DATA FOR THIS EXERCISE:
====

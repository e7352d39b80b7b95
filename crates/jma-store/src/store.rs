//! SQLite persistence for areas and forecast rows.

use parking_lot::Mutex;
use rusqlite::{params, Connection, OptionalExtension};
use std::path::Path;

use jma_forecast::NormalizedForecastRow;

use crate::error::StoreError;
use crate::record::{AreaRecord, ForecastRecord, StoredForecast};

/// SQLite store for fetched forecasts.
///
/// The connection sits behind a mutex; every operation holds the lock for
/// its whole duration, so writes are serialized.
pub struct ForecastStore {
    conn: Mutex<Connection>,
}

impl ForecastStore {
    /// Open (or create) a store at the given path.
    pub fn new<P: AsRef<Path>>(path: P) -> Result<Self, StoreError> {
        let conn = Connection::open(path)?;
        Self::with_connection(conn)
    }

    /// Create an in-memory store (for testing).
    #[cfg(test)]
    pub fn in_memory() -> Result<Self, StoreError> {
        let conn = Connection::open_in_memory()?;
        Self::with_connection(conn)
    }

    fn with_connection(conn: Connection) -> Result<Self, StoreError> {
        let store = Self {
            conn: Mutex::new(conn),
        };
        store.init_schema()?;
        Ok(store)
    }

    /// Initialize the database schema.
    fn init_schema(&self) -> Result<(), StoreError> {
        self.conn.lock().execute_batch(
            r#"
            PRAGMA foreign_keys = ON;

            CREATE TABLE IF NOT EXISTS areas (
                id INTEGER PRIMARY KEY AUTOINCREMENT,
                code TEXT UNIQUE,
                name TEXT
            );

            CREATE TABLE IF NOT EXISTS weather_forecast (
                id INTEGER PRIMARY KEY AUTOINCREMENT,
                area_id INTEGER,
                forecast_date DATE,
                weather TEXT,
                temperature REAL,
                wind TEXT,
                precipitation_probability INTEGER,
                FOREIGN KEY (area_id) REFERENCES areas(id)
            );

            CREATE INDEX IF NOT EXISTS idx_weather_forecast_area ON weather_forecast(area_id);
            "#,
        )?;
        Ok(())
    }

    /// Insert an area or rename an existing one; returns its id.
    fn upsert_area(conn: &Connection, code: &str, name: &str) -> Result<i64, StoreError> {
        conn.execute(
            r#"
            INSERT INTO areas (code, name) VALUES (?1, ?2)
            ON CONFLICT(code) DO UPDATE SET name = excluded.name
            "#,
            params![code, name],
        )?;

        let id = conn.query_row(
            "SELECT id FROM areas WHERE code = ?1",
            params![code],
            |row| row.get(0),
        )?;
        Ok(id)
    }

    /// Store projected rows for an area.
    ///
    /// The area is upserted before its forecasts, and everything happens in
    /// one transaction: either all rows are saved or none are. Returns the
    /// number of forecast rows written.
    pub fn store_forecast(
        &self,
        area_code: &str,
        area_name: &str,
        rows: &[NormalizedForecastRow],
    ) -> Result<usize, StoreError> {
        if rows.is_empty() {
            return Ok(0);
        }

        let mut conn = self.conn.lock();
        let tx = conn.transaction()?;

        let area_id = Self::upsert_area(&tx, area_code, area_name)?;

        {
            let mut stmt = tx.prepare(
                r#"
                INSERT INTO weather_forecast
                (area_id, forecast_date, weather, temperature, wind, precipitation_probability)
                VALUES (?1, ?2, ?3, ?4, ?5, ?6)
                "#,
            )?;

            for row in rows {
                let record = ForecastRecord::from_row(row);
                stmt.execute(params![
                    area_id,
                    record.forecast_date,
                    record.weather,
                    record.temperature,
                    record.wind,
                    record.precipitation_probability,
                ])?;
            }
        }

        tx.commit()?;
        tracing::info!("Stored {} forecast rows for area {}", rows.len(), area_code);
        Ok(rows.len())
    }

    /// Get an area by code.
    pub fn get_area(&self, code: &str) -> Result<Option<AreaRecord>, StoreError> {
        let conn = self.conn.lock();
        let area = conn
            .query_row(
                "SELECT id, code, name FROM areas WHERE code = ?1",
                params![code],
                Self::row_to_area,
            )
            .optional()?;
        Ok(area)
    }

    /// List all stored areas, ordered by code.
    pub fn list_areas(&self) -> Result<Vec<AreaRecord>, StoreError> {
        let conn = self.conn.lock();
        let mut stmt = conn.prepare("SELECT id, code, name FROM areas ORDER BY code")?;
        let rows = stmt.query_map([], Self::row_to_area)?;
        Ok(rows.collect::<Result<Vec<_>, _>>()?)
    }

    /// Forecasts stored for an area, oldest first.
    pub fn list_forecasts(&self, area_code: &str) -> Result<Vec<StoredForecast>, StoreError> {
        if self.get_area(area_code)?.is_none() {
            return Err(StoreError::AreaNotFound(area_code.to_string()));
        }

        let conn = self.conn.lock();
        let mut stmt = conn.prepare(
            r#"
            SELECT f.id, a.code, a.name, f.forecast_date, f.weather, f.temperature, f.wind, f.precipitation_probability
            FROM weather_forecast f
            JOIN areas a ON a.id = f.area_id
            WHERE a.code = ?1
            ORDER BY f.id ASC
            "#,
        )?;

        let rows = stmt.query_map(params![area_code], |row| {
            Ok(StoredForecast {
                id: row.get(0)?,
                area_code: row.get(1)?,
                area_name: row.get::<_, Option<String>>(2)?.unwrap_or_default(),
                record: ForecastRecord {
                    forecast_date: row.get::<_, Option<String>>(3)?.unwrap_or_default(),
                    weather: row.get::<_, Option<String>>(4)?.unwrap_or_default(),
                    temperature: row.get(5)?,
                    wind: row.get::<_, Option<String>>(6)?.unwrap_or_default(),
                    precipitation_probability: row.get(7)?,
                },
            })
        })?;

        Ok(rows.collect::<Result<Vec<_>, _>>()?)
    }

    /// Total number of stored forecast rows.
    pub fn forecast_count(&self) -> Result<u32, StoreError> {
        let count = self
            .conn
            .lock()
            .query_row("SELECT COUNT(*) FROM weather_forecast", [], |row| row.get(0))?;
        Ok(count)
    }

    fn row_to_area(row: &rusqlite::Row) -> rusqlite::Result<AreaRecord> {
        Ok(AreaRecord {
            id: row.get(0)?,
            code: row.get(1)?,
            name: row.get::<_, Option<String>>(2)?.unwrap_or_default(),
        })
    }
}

====

WORK TASK: Across the data, pull every line containing the string "NormalizedForecastRow".

RESPONSE FOR THIS EXERCISE:
use jma_forecast::NormalizedForecastRow;
        rows: &[NormalizedForecastRow],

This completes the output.